HIV-HCV-coinfected patients with decompensated cirrhosis were followed-up for a median period of 429 (126-1075) days. HAART was indicated for all patients, although a maintained compliance was obtained in only 90% (n = 45) of them. Twenty-four patients (48%) died during the follow-up period. In 22 (44%) individuals, the cause of death was liver-related. Hepatic encephalopathy was the leading cause of mortality, accounting for 11 deaths (22%). Other causes of death were portal hypertensive gastrointestinal bleeding, 4 cases (8%); hepatorenal failure, 4 cases (8%); spontaneous bacterial peritonitis, 2 cases (4%); hepatocellular carcinoma, 1 case (1.9%).
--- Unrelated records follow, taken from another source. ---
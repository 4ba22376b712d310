//! Admin authentication middleware
//!
//! The reconciliation admin routes accept a single static bearer token
//! (`ADMIN_API_TOKEN`). Comparison is constant-time.

use axum::{
    extract::{Request, State},
    http::{header::AUTHORIZATION, StatusCode},
    middleware::Next,
    response::{IntoResponse, Response},
    Json,
};
use serde_json::json;
use subtle::ConstantTimeEq;
use thiserror::Error;

use crate::state::AppState;

#[derive(Debug, Error)]
pub enum AuthError {
    #[error("Missing authentication")]
    MissingAuth,
    #[error("Invalid authentication format")]
    InvalidAuthFormat,
    #[error("Insufficient permissions")]
    InsufficientPermissions,
}

impl IntoResponse for AuthError {
    fn into_response(self) -> Response {
        let (status, message) = match self {
            AuthError::MissingAuth => (StatusCode::UNAUTHORIZED, "Authentication required"),
            AuthError::InvalidAuthFormat => {
                (StatusCode::UNAUTHORIZED, "Invalid authentication format")
            }
            AuthError::InsufficientPermissions => {
                (StatusCode::FORBIDDEN, "Insufficient permissions")
            }
        };

        let body = Json(json!({
            "error": message,
            "code": status.as_u16()
        }));

        (status, body).into_response()
    }
}

fn extract_bearer_token(request: &Request) -> Result<&str, AuthError> {
    let header = request
        .headers()
        .get(AUTHORIZATION)
        .ok_or(AuthError::MissingAuth)?
        .to_str()
        .map_err(|_| AuthError::InvalidAuthFormat)?;

    header
        .strip_prefix("Bearer ")
        .map(str::trim)
        .filter(|token| !token.is_empty())
        .ok_or(AuthError::InvalidAuthFormat)
}

/// Middleware gating the admin reconciliation routes
pub async fn require_admin(
    State(state): State<AppState>,
    request: Request,
    next: Next,
) -> Response {
    let path = request.uri().path().to_string();

    let authorized = extract_bearer_token(&request).and_then(|token| {
        let expected = state.config.admin_api_token.as_bytes();
        if bool::from(token.as_bytes().ct_eq(expected)) {
            Ok(())
        } else {
            Err(AuthError::InsufficientPermissions)
        }
    });

    match authorized {
        Ok(()) => next.run(request).await,
        Err(e) => {
            tracing::warn!(path = %path, reason = %e, "Admin request rejected");
            e.into_response()
        }
    }
}
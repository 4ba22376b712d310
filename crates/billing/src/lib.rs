// Billing crate clippy configuration
// The workspace denies unwrap_used and expect_used; unit tests are exempt:
#![cfg_attr(test, allow(clippy::unwrap_used))]
#![cfg_attr(test, allow(clippy::expect_used))]

//! Lumen Billing Module
//!
//! Keeps the identity store (Clerk) in step with Stripe subscription state.
//!
//! ## Features
//!
//! - **Webhook Verification**: Stripe-Signature HMAC check and event parsing
//! - **Target State**: Derive user metadata from subscription, checkout and invoice events
//! - **Identity Store**: Clerk user lookup by subscription or customer id, idempotent metadata writes
//! - **Reconciliation Queue**: Failed writes retried at 1s, 3s and 9s, then dead-lettered
//! - **Operator Views**: Queue status, destructive clear, dead-letter history and replay
//!
//! The retry queue lives in process memory. Pending work does not survive a
//! restart.

pub mod config;
pub mod error;
pub mod identity;
pub mod reconcile;
pub mod webhooks;

#[cfg(test)]
mod edge_case_tests;

// Config
pub use config::{ClerkConfig, ReconcileConfig};

// Error
pub use error::{BillingError, BillingResult};

// Identity store
pub use identity::{ClerkClient, IdentityStore, IdentityStoreError, IdentityUser};

// Reconciliation
pub use reconcile::{
    AttemptOutcome, BackoffPolicy, ClearResult, DeadLetterCause, DeadLetterRecord,
    DispatchBatch, EnqueueResult, EventKind, IdentityStoreExecutor, ProcessorHandle,
    QueueProcessor, QueueStatus, QueueStore, ReconcileOutcome, ReconciliationRequest,
    ReconciliationService, TaskDisposition, TaskExecutor, TaskId, MAX_ATTEMPTS,
};

// Webhooks
pub use webhooks::{derive_request, StripeEvent, StripeWebhookVerifier};

use std::sync::Arc;

/// Build the reconciliation service against Clerk using environment config
pub fn reconciliation_from_env() -> BillingResult<ReconciliationService> {
    let clerk = ClerkClient::from_env()?;
    let executor = IdentityStoreExecutor::new(Arc::new(clerk));
    Ok(ReconciliationService::new(
        Arc::new(executor),
        ReconcileConfig::from_env(),
    ))
}
// API crate clippy configuration
// The workspace denies unwrap_used and expect_used; unit tests are exempt:
#![cfg_attr(test, allow(clippy::expect_used))]
#![cfg_attr(test, allow(clippy::unwrap_used))]

//! Lumen API Library
//!
//! HTTP surface of the billing reconciliation subsystem: the Stripe webhook
//! ingress and the token-gated admin routes for the retry queue.

pub mod auth;
pub mod config;
pub mod error;
pub mod routes;
pub mod state;

pub use config::Config;
pub use error::{ApiError, ApiResult};
pub use routes::create_router;
pub use state::AppState;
Sepsis by infections not related with liver cirrhosis was the cause of death of 2 patients (4%). In addition, 2 patients (4%) received a liver transplant. There were 2 patients lost in the follow-up and they were considered as dead.
 
The cumulative probability of survival at 1 and 2 years was 64% and 44%, respectively. The differential characteristics between patients who died and those who survived are presented in Table 4. In the multivariate analysis, the factors that predicted survival were Child-Pugh index, a CD4 T-cell count lower than 200 cells per cubic millimeter, plasma aldosterone, and serum IL-6 concentrations (Table 4, Fig. 1).